James Baldwin became friendly with actor Marlon Brando when both lived in New York City's Greenwich Village in the 1940s. Baldwin later moved to Paris, where he finished Go Tell It on the Mountain. When the book was accepted for publication, Baldwin didn't have enough money to return to New York to see his editor, so he borrowed money from Brando to fly to the United States.

4. Some well-known African Americans criticized Baldwin's writing.

Baldwin's open descriptions of homosexual relationships drew strong criticism from Eldridge Cleaver, a member of the Black Panther Party. He claimed Baldwin's writing showed the author's "agonizing, total hatred of blacks." Poet Langston Hughes stated that Baldwin was "much better at provoking thought in the essay than he is in arousing emotion in fiction."

5. Baldwin and his writing mentor had a terrible falling-out.

Baldwin met writer Richard Wright in New York, and Wright helped Baldwin get a fellowship that allowed him to seriously pursue a career in writing. In 1940 Wright published his best-selling Native Son, and in 1948 Baldwin published the essay "Everybody's Protest Novel," which claimed black protest novels didn't portray blacks as human beings, and which Wright took as an attack on his work. The two met again in Paris and had a public argument at a café; their friendship never recovered.

6. Baldwin "discovered" himself after moving to Paris.

Baldwin moved to Paris to escape the constant racism he endured in New York. He feared if he stayed, his anger would push him toward either violence or suicide. While in Paris, he wrote much of Go Tell It on the Mountain, which he believed was the work that ensured he would be a writer.

7. Baldwin loved the TV adaptation of Go Tell It on the Mountain.

In 1986 PBS broadcast an American Playhouse adaptation of Go Tell It on the Mountain. In the previous 33 years there had been little commercial interest in adapting the story. In fact, no one had ever wanted to film it before due to a perceived lack of commercial interest, the author claimed. He said that he was "very, very happy" about the adaptation, noting, "It did not betray the book."

8. Baldwin's agent told him to burn the manuscript of his second novel.

Go Tell It on the Mountain was a success, but Baldwin followed it up with the novel Giovanni's Room, about a homosexual relationship between two white men. Baldwin's publisher, Knopf, turned the book down, and Baldwin's agent advised him to burn it. Eventually Dial Press published the book, and The New York Times wrote, "Even as one is dismayed by Mr. Baldwin's materials, one rejoices in the skill with which he renders them."

9. Baldwin was a great admirer of the poet Emily Dickinson.

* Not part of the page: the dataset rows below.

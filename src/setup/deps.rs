//! Demo Dependencies
//!
//! Best-effort installation of the one external package the demo
//! scripts need. Output is suppressed and failures are ignored; a
//! machine without the package manager still bootstraps cleanly and
//! the demos surface missing packages themselves.

use std::process::{Command, Stdio};

use tracing::debug;

/// The single package the demo scripts depend on.
pub const DEMO_DEPENDENCY: &str = "python-dotenv";

/// Install the demo dependency, silently.
///
/// Never fails: spawn errors and non-zero exits are logged at debug
/// and discarded.
pub fn install_demo_dependency() {
    let result = Command::new("python3")
        .args(["-m", "pip", "install", "--quiet", DEMO_DEPENDENCY])
        .stdout(Stdio::null())
        .stderr(Stdio::null())
        .status();

    match result {
        Ok(status) if status.success() => {
            debug!("{} is installed", DEMO_DEPENDENCY);
        }
        Ok(status) => {
            debug!(
                "pip install {} exited with {}; continuing",
                DEMO_DEPENDENCY, status
            );
        }
        Err(e) => {
            debug!(
                "could not run pip for {}: {}; continuing",
                DEMO_DEPENDENCY, e
            );
        }
    }
}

Baldwin was a great reader of everything, from Fyodor Dostoevsky to John Cheever. He particularly liked Henry James's idea of "the center of consciousness" and used it in his work. In an interview with the Paris Review, he mentioned Emily Dickinson in particular, stating that he read her work in part because it was so far removed from his daily concerns and provided a new way of seeing things.

10. Nobel and Pulitzer Prize–winning writer Toni Morrison wrote a eulogy for Baldwin printed in The New York Times.

James Baldwin died on December 1, 1987, in France. Writer Toni Morrison, his close friend, published a eulogy memorializing him in The New York Times. In it, she wrote that when she was with him, the season was always Christmas, and that he had brought her three gifts. The first was his language, "A gift so perfect it seems my own invention." The second was courage, "The courage to live life in and from its belly as well as beyond its edges." And the third was his tenderness and love.